Yoshishima

Genuine Parts Company (GPC)

Description

Global distributor of automotive and industrial replacement parts and related services.

Historical Reports

Financial Information

Report Date
2025-04-30
Report Period
Q1 2025
Debt
$5.09 billion
Debt History
Debt increased by approximately 18.8% compared to December 2024
Debt Trend
Increasing

Profit Information

Profit
$194.39 million
Profit History
Profit decreased by approximately 21.9% compared to Q1 2024
Profit Trend
Decreasing

Detailed Report

Genuine Parts Company – Q1 2025 Financial Report

Report Date: 2025-04-30 Period Covered: Q1 2025 (three months ended March 31, 2025)

Executive Summary

Genuine Parts Company (GPC) reported net sales of $5.8661 billion for Q1 2025, up 1.4% versus $5.7836 billion in Q1 2024. Gross profit rose to $2.1737 billion (37.1% margin), driven by pricing and acquisitions, partially offset by one less selling day and currency headwinds. Net income was $194.4 million ($1.40 diluted EPS), down from $248.9 million ($1.78 diluted EPS) in Q1 2024, primarily reflecting higher depreciation, interest expense, restructuring and planned pension changes.

Profit & Debt Analysis

  • Net Income: $194.4 million, a 21.9% decline YoY
  • Gross Margin: expanded 120 bps to 37.1%
  • Operating Expenses (SG&A + restructuring): $1.886 billion (32.2% of sales)
  • EBITDA: $404.3 million, down from $433.5 million
  • Total Debt: $5.09 billion, up 18.8%

Drivers of Q1 2025 performance:

  • Positive impact from prior-year acquisitions and pricing initiatives
  • One fewer selling day reduced revenue and diluted fixed cost leverage
  • Increased interest expense on higher debt (commercial paper and revolver usage)
  • Planned pension plan termination reduced pension income
  • Restructuring costs of $54.8 million versus $83.0 million in Q1 2024

Pros and Cons

Pros:

  • Gross margin improvement driven by sourcing and pricing discipline
  • Acquisition integration delivering incremental sales and synergies
  • Strong cash flow generation; $420 million cash-on-hand end of Q1
  • Well-capitalized balance sheet with $5.09 billion debt and $20 billion revolver capacity

Cons:

  • Profit pressure from higher depreciation and interest expense
  • One fewer selling day and modest industrial market softness
  • Ongoing restructuring and pension termination costs
  • Currency headwinds and uncertain tariff impacts

Statistics Breakdown

Segment Performance (Q1 2025 vs Q1 2024)

Segment Net Sales (M) Change EBITDA (M) Margin
Automotive $3,664.9 +2.5% $285.5 7.8%
Industrial $2,201.2 –0.4% $278.7 12.7%
Corporate N/A N/A –$91.1 N/A
Total $5,866.1 +1.4% $473.1 8.1%*

*Adjusted EBITDA margin excludes restructuring and acquisition-related costs.

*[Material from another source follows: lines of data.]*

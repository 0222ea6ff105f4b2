//! Soak Driver
//!
//! Owner-side plumbing for the soak binary: configuration from the
//! environment, worker tasks that hammer a shared cache, and the periodic
//! sweep task that drives TTL cleanup.

use std::env;
use std::str::FromStr;
use std::sync::Arc;
use std::time::Duration;

use tokio::task::JoinHandle;
use tracing::{debug, info};

use ttl_lru::{Cache, ConfigError, Result};

// == Soak Config ==
/// Soak run parameters.
///
/// All values can be configured via environment variables with sensible defaults.
#[derive(Debug, Clone, PartialEq, Eq)]
pub struct SoakConfig {
    /// Maximum number of entries the cache can hold
    pub capacity: usize,
    /// Number of distinct keys the workers draw from
    pub key_space: u64,
    /// Number of concurrent worker tasks
    pub workers: usize,
    /// TTL for entries written with an expiration, in milliseconds
    pub entry_ttl_ms: u64,
    /// Interval between expiration sweeps, in milliseconds
    pub sweep_interval_ms: u64,
    /// Run length in seconds
    pub run_secs: u64,
}

impl SoakConfig {
    /// Loads the configuration from environment variables.
    ///
    /// # Environment Variables
    /// - `CACHE_CAPACITY` - Maximum cache entries (default: 1000)
    /// - `KEY_SPACE` - Distinct keys used by workers (default: 5000)
    /// - `WORKERS` - Concurrent worker tasks (default: 4)
    /// - `ENTRY_TTL_MS` - TTL of expiring entries (default: 200)
    /// - `SWEEP_INTERVAL_MS` - Sweep frequency (default: 250)
    /// - `RUN_SECS` - Run length (default: 5)
    ///
    /// Unset variables take their default; set but unparsable ones are an error.
    pub fn from_env() -> Result<Self> {
        let defaults = Self::default();
        Ok(Self {
            capacity: env_or("CACHE_CAPACITY", defaults.capacity)?,
            key_space: env_or("KEY_SPACE", defaults.key_space)?,
            workers: env_or("WORKERS", defaults.workers)?,
            entry_ttl_ms: env_or("ENTRY_TTL_MS", defaults.entry_ttl_ms)?,
            sweep_interval_ms: env_or("SWEEP_INTERVAL_MS", defaults.sweep_interval_ms)?,
            run_secs: env_or("RUN_SECS", defaults.run_secs)?,
        })
    }
}

impl Default for SoakConfig {
    fn default() -> Self {
        Self {
            capacity: 1000,
            key_space: 5000,
            workers: 4,
            entry_ttl_ms: 200,
            sweep_interval_ms: 250,
            run_secs: 5,
        }
    }
}

fn env_or<T: FromStr>(name: &str, default: T) -> Result<T> {
    match env::var(name) {
        Ok(raw) => parse_var(name, &raw),
        Err(_) => Ok(default),
    }
}

fn parse_var<T: FromStr>(name: &str, raw: &str) -> Result<T> {
    raw.trim().parse().map_err(|_| ConfigError::InvalidVar {
        name: name.to_string(),
        value: raw.to_string(),
    })
}

// == Sweep Task ==
/// Spawns a task that calls [`Cache::remove_expire`] every `interval`.
///
/// The cache never schedules its own sweeps; this is the owner's timer.
/// Abort the returned handle to stop it.
pub fn spawn_sweep_task<K, V>(cache: Arc<Cache<K, V>>, interval: Duration) -> JoinHandle<()>
where
    K: std::hash::Hash + Eq + Clone + Send + Sync + 'static,
    V: Send + Sync + 'static,
{
    tokio::spawn(async move {
        info!(interval_ms = interval.as_millis() as u64, "Starting expiration sweep task");

        loop {
            tokio::time::sleep(interval).await;

            let removed = cache.remove_expire();
            if removed > 0 {
                info!("Expiration sweep: removed {} entries", removed);
            } else {
                debug!("Expiration sweep: no expired entries found");
            }
        }
    })
}

// == Worker Task ==
/// Spawns a worker that issues a deterministic mix of cache operations
/// until aborted.
pub fn spawn_worker(
    id: usize,
    cache: Arc<Cache<u64, String>>,
    config: &SoakConfig,
) -> JoinHandle<()> {
    let key_space = config.key_space.max(1);
    let ttl = Duration::from_millis(config.entry_ttl_ms);

    tokio::spawn(async move {
        let mut state = id as u64 + 1;
        let mut op: u64 = 0;

        loop {
            state = next_state(state);
            let key = state % key_space;

            match op % 8 {
                0 | 1 => cache.set(key, format!("w{}-{}", id, op)),
                2 => cache.set_with_expire(key, format!("w{}-{}", id, op), ttl),
                3 | 4 | 5 => {
                    cache.get(&key);
                }
                6 => {
                    cache.get_and_remove_expire(&key);
                }
                _ => {
                    cache.remove(&key);
                }
            }

            op = op.wrapping_add(1);
            if op % 64 == 0 {
                tokio::task::yield_now().await;
            }
        }
    })
}

// xorshift64, enough to spread keys without a rand dependency.
fn next_state(mut x: u64) -> u64 {
    x ^= x << 13;
    x ^= x >> 7;
    x ^= x << 17;
    x
}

Geographic Net Sales (Q1 2025)

Region Sales (M) % of Total
North America $4,340.9 74.0%
Europe $972.9 16.6%
Canada $463.5 7.9%
Australasia $552.4 9.4%
Mexico $23.6 0.4%

Company Direction Insights

Genuine Parts Company remains on a moderate growth trajectory, leveraging acquisitions and targeted pricing strategies to bolster margins. The strong balance sheet and ample revolver availability support disciplined capital deployment into technology, supply-chain optimization, dividends and M&A. Key risks include tariff volatility, currency fluctuations and continued cost inflation. Over the next 12–18 months, GPC is poised to drive further operational efficiencies through its restructuring program, complete its defined benefit pension termination and pursue bolt-on acquisitions. Maintaining gross margin expansion and controlling SG&A will be critical, while managing debt levels and interest costs to sustain profitable growth and enhance shareholder returns.